Por eso, el MEF pidió a las entidades realizar un inventario actualizado —una especie de censo de la deuda— que permita determinar cuánto se debe realmente y a cuántos exfuncionarios corresponden esos pagos.

El análisis

Para el diputado Luis Duke, de Vamos, el problema trasciende la falta de una partida presupuestaria. Sostiene que el Estado debe cumplir con los derechos económicos de quienes terminan su vida laboral en el sector público y cuestiona que durante años no haya existido un inventario consolidado de estas obligaciones.

A su juicio, los cuestionamientos hechos por los diputados durante las sustentaciones presupuestarias llevaron al MEF a pedir a cada institución información sobre el monto adeudado y la cantidad de exfuncionarios afectados. “No han tenido una radiografía completa del problema a nivel de detalle. Solo lo ven a nivel de cada institución por separado”, dijo Duke.

Primas de antigüedad: $182.2 millones solicitados, exfuncionarios en el limbo y una cuenta pendiente
Luis Duke, diputado de Vamos en la Comisión de Presupuesto. LP/Elysée Fernández

También señaló que algunas entidades han comenzado a pagar deudas que se arrastran desde 2011, pero advirtió que todavía se desconoce la magnitud total de la obligación.

Desde el Movimiento Otro Camino, el diputado José Pérez Barboni cuestionó que el Estado mantenga deudas por servicios ya prestados mientras destina dinero a otros gastos. Mencionó entre ellos los viáticos, alquileres y dietas, y planteó que también debe establecerse una prioridad para saldar las obligaciones con los exfuncionarios.

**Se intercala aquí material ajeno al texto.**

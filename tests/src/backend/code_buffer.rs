use xlat_backend::code_buffer::CodeBuffer;

#[test]
fn test_emit_and_read() {
    let mut buf = CodeBuffer::new(4096);
    buf.emit_u8(0x90); // NOP
    buf.emit_u32(0xDEADBEEF);
    assert_eq!(buf.offset(), 5);
    assert_eq!(buf.as_slice()[0], 0x90);
    assert_eq!(buf.read_u32(1), 0xDEADBEEF);
}

#[test]
fn test_patch_forward_branch() {
    let mut buf = CodeBuffer::new(4096);
    buf.emit_u8(0xE9);
    let at = buf.reserve_rel32();
    buf.emit_bytes(&[0x90; 3]);
    buf.bind_rel32(at);
    assert_eq!(buf.read_u32(at), 3);
    assert_eq!(buf.pending_fixups(), 0);
}

#[test]
fn test_reservation_past_capacity_is_dropped() {
    let mut buf = CodeBuffer::new(8);
    buf.emit_u64(1);
    assert!(!buf.is_exhausted());
    let at = buf.reserve_rel32();
    assert!(buf.is_exhausted());
    // Patches after exhaustion are ignored, not fatal.
    buf.patch_rel32(at, 0);
    assert_eq!(buf.offset(), 8);
    assert_eq!(buf.pending_fixups(), 0);
}
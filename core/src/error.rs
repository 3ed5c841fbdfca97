use std::io;

use thiserror::Error;

/// Errors surfaced by compilation and recovery.
///
/// Guest faults tripped by guards never appear here: they are
/// delivered inside generated code as ordinary guest exceptions.
#[derive(Debug, Error)]
pub enum XlatError {
    /// The emission arena filled up mid-block. The partial code was
    /// discarded; retry after flushing the cache.
    #[error("code buffer exhausted compiling block at {pc:#010x} (capacity {capacity} bytes)")]
    CompileCapacityExceeded { pc: u32, capacity: usize },

    /// Mapping or protecting executable memory failed.
    #[error("executable memory: {0}")]
    ExecMap(#[from] io::Error),

    /// A host trap could not be attributed to any compiled block.
    /// `ip` is the candidate address, if the stack walk found one.
    #[error("host trap not inside translated code (candidate ip {ip:x?})")]
    NativePcNotFound { ip: Option<usize> },

    #[error("invalid configuration: {0}")]
    InvalidConfig(String),
}

pub type Result<T> = std::result::Result<T, XlatError>;
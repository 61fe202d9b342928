//! Generation backends — the text-in, text-out service the repair loop asks
//! for candidate programs.
//!
//! One trait, two HTTP clients (Ollama for local models, Anthropic for the
//! hosted API), and a constructor that picks one from configuration.

pub mod client;
pub mod types;

use std::sync::Arc;

use async_trait::async_trait;

pub use client::{AnthropicClient, LlmError, OllamaClient};

use crate::config::{GeneratorConfig, Provider};

/// One synchronous request/response call: prompt in, completion text out.
#[async_trait]
pub trait CompletionBackend: Send + Sync {
    async fn complete(&self, prompt: &str) -> Result<String, LlmError>;

    /// Short label for logs, e.g. `ollama/llama3`.
    fn describe(&self) -> String;
}

/// Build the configured backend.
pub fn backend_from_config(
    config: &GeneratorConfig,
) -> Result<Arc<dyn CompletionBackend>, LlmError> {
    let backend: Arc<dyn CompletionBackend> = match config.provider {
        Provider::Ollama => Arc::new(
            OllamaClient::with_base_url(
                &config.model,
                config
                    .endpoint
                    .clone()
                    .unwrap_or_else(|| OllamaClient::DEFAULT_BASE_URL.into()),
            )
            .with_sampling(config.temperature, None)
            .with_timeout(config.request_timeout()),
        ),
        Provider::Anthropic => Arc::new(
            AnthropicClient::from_env(&config.model, config.endpoint.clone())?
                .with_sampling(config.max_tokens, Some(config.temperature))
                .with_timeout(config.request_timeout()),
        ),
    };
    Ok(backend)
}
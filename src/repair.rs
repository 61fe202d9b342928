//! Repair Coordinator — verify out of place, then commit.
//!
//! Two-phase commit over one mutable file:
//! 1. ask the generator for a candidate
//! 2. write it to a scratch sibling and trace it there
//! 3. only if that run succeeds, atomically replace the target
//!
//! The scratch file is owned by a guard and removed on every exit path.
//! The target is either untouched or holds exactly the verified candidate.

use std::io::{self, Write};
use std::path::{Path, PathBuf};
use std::sync::Arc;

use similar::{ChangeTag, TextDiff};
use tracing::{debug, info, warn};

use crate::generator::{GenerateError, GeneratorClient, RepairMode};
use crate::tracer::{ExecutionReport, TraceError, Tracer};

/// Failures that are not a normal "rejected" outcome.
#[derive(Debug, thiserror::Error)]
pub enum RepairError {
    #[error("nothing to repair: the report is a success")]
    NotFailing,

    #[error("failed to read target {}: {source}", path.display())]
    ReadTarget {
        path: PathBuf,
        #[source]
        source: io::Error,
    },

    #[error("failed to write scratch file {}: {source}", path.display())]
    WriteScratch {
        path: PathBuf,
        #[source]
        source: io::Error,
    },

    #[error("failed to commit to {}: {source}", path.display())]
    Commit {
        path: PathBuf,
        #[source]
        source: io::Error,
    },

    #[error("verification run failed to execute: {0}")]
    Verify(#[from] TraceError),
}

/// A proposed replacement and the two reports that judge it.
#[derive(Debug, Clone)]
pub struct RepairCandidate {
    pub source: String,
    pub mode: RepairMode,
    /// The failure that triggered the repair.
    pub pre_report: ExecutionReport,
    /// The candidate's own run from the scratch path.
    pub verify_report: ExecutionReport,
}

impl RepairCandidate {
    /// Committed if and only if this holds.
    pub fn is_verified(&self) -> bool {
        self.verify_report.is_success()
    }
}

/// Why a cycle ended without a commit.
#[derive(Debug)]
pub enum Rejection {
    /// The generator produced nothing usable.
    Generation(GenerateError),
    /// The candidate still failed when run.
    Verification(Box<RepairCandidate>),
}

#[derive(Debug)]
pub enum RepairOutcome {
    Applied(Box<RepairCandidate>),
    Rejected(Rejection),
}

impl RepairOutcome {
    pub fn is_applied(&self) -> bool {
        matches!(self, RepairOutcome::Applied(_))
    }
}

/// Sibling scratch path for a target: `dir/<stem>_candidate.<ext>`.
pub fn scratch_path_for(target: &Path) -> PathBuf {
    let stem = target
        .file_stem()
        .map(|s| s.to_string_lossy().into_owned())
        .unwrap_or_else(|| "target".into());
    let name = match target.extension() {
        Some(ext) => format!("{stem}_candidate.{}", ext.to_string_lossy()),
        None => format!("{stem}_candidate"),
    };
    target.with_file_name(name)
}

/// Scratch file that removes itself when dropped.
struct ScratchFile {
    path: PathBuf,
}

impl ScratchFile {
    async fn create(path: PathBuf, contents: &str) -> Result<Self, RepairError> {
        // Own the path before writing so a partial write is still removed.
        let scratch = Self { path };
        tokio::fs::write(&scratch.path, contents)
            .await
            .map_err(|source| RepairError::WriteScratch {
                path: scratch.path.clone(),
                source,
            })?;
        Ok(scratch)
    }
}

impl Drop for ScratchFile {
    fn drop(&mut self) {
        match std::fs::remove_file(&self.path) {
            Ok(()) => {}
            Err(e) if e.kind() == io::ErrorKind::NotFound => {}
            Err(e) => warn!(path = %self.path.display(), "failed to remove scratch file: {e}"),
        }
    }
}

/// Atomic replace: temp file in the same directory, then rename over.
fn commit(target: &Path, contents: &str) -> io::Result<()> {
    let dir = match target.parent() {
        Some(p) if !p.as_os_str().is_empty() => p,
        _ => Path::new("."),
    };
    let mut tmp = tempfile::Builder::new()
        .prefix(".mend-commit-")
        .tempfile_in(dir)?;
    tmp.write_all(contents.as_bytes())?;
    tmp.as_file().sync_all()?;
    if let Ok(meta) = std::fs::metadata(target) {
        tmp.as_file().set_permissions(meta.permissions())?;
    }
    tmp.persist(target).map_err(|e| e.error)?;
    Ok(())
}

/// Owns the verify-then-commit sequence for one target.
pub struct RepairCoordinator {
    tracer: Arc<dyn Tracer>,
    generator: GeneratorClient,
}

impl RepairCoordinator {
    pub fn new(tracer: Arc<dyn Tracer>, generator: GeneratorClient) -> Self {
        Self { tracer, generator }
    }

    pub fn tracer(&self) -> &Arc<dyn Tracer> {
        &self.tracer
    }

    /// Run one repair cycle for a failing report.
    pub async fn attempt_repair(
        &self,
        report: &ExecutionReport,
        source_path: &Path,
    ) -> Result<RepairOutcome, RepairError> {
        if report.is_success() {
            return Err(RepairError::NotFailing);
        }

        let original = tokio::fs::read_to_string(source_path)
            .await
            .map_err(|source| RepairError::ReadTarget {
                path: source_path.to_path_buf(),
                source,
            })?;
        let mode = RepairMode::for_error(report.error_text());

        let candidate = match self
            .generator
            .request_fix(&original, &report.trace_history, report.error_text())
            .await
        {
            Ok(text) => text,
            Err(e) => {
                warn!("no candidate: {e}");
                return Ok(RepairOutcome::Rejected(Rejection::Generation(e)));
            }
        };

        let scratch = ScratchFile::create(scratch_path_for(source_path), &candidate).await?;
        info!(scratch = %scratch.path.display(), "verifying candidate");
        let verify_report = self.tracer.run(&scratch.path).await?;
        drop(scratch);

        let candidate = Box::new(RepairCandidate {
            source: candidate,
            mode,
            pre_report: report.clone(),
            verify_report,
        });

        if !candidate.is_verified() {
            warn!(
                status = %candidate.verify_report.status,
                "candidate failed verification: {}",
                candidate.verify_report.error_headline()
            );
            return Ok(RepairOutcome::Rejected(Rejection::Verification(candidate)));
        }

        // Write through a symlinked target rather than replacing the link.
        let destination = tokio::fs::canonicalize(source_path)
            .await
            .map_err(|source| RepairError::Commit {
                path: source_path.to_path_buf(),
                source,
            })?;
        let contents = candidate.source.clone();
        let committed = {
            let destination = destination.clone();
            tokio::task::spawn_blocking(move || commit(&destination, &contents))
                .await
                .map_err(io::Error::other)
                .and_then(|res| res)
        };
        committed.map_err(|source| RepairError::Commit {
            path: destination,
            source,
        })?;
        log_diff(&original, &candidate.source);
        Ok(RepairOutcome::Applied(candidate))
    }
}

fn log_diff(before: &str, after: &str) {
    let diff = TextDiff::from_lines(before, after);
    let (mut added, mut removed) = (0usize, 0usize);
    for change in diff.iter_all_changes() {
        match change.tag() {
            ChangeTag::Insert => added += 1,
            ChangeTag::Delete => removed += 1,
            ChangeTag::Equal => {}
        }
    }
    info!(added, removed, "candidate committed");
    if tracing::enabled!(tracing::Level::DEBUG) {
        let mut unified = diff.unified_diff();
        unified.context_radius(3).header("before", "after");
        debug!("applied diff:\n{unified}");
    }
}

“Muchos de ellos no llegan a ver en vida estos compromisos que adquieren las instituciones con ellos”, afirmó. Pérez Barboni considera que la ausencia de un censo nacional constituye una falla en la administración de la deuda y puso como ejemplo al Ministerio Público, que, según dijo, sí mantiene identificado el número de personas a las que debe pagar.

Primas de antigüedad: $182.2 millones solicitados, exfuncionarios en el limbo y una cuenta pendiente
José Pérez Barboni, diputado de Moca. LP/Elysée Fernández

Ambos diputados forman parte de la Comisión de Presupuesto donde se debate este tema.

La norma

La prima de antigüedad en el sector público no nació con el reciente fallo de la Corte Suprema de Justicia (CSJ). El beneficio tiene más de una década de historia y fue reconocido inicialmente mediante las leyes 39 y 127 de 2013, que establecieron una prestación equivalente a una semana de salario por cada año trabajado.

El beneficio ha sobrevivido a varios cambios legales y gobiernos. En 2014, a pocos días de dejar el poder, el gobierno de Ricardo Martinelli reglamentó, mediante el Decreto Ejecutivo 52, el pago de prestaciones a los servidores públicos. La norma fue derogada poco después por la administración de Juan Carlos Varela. En 2017, la Ley 23 volvió a modificar el régimen, pero mantuvo la prima como un derecho de los servidores públicos.

El siguiente cambio ocurrió en 2021, con la Ley 241, que mantuvo el pago de una semana de salario por cada año laborado, pero excluyó a funcionarios de determinados cargos, entre ellos ministros, viceministros, directores y subdirectores de entidades autónomas y semiautónomas. Estas restricciones llegaron a la CSJ, que el 21 de julio de 2026 declaró inconstitucionales nueve de los diez numerales que establecían esas exclusiones. La Corte consideró que las restricciones vulneraban el principio de igualdad y afectaban un derecho vinculado al trabajo.

El fallo amplió nuevamente el alcance del beneficio, pero no creó la deuda que hoy enfrenta el Estado. Desde hace años, distintas instituciones acumulan millones de dólares en primas de antigüedad pendientes de pago a miles de exfuncionarios. El problema ahora es determinar cuánto se debe realmente y a cuántas personas.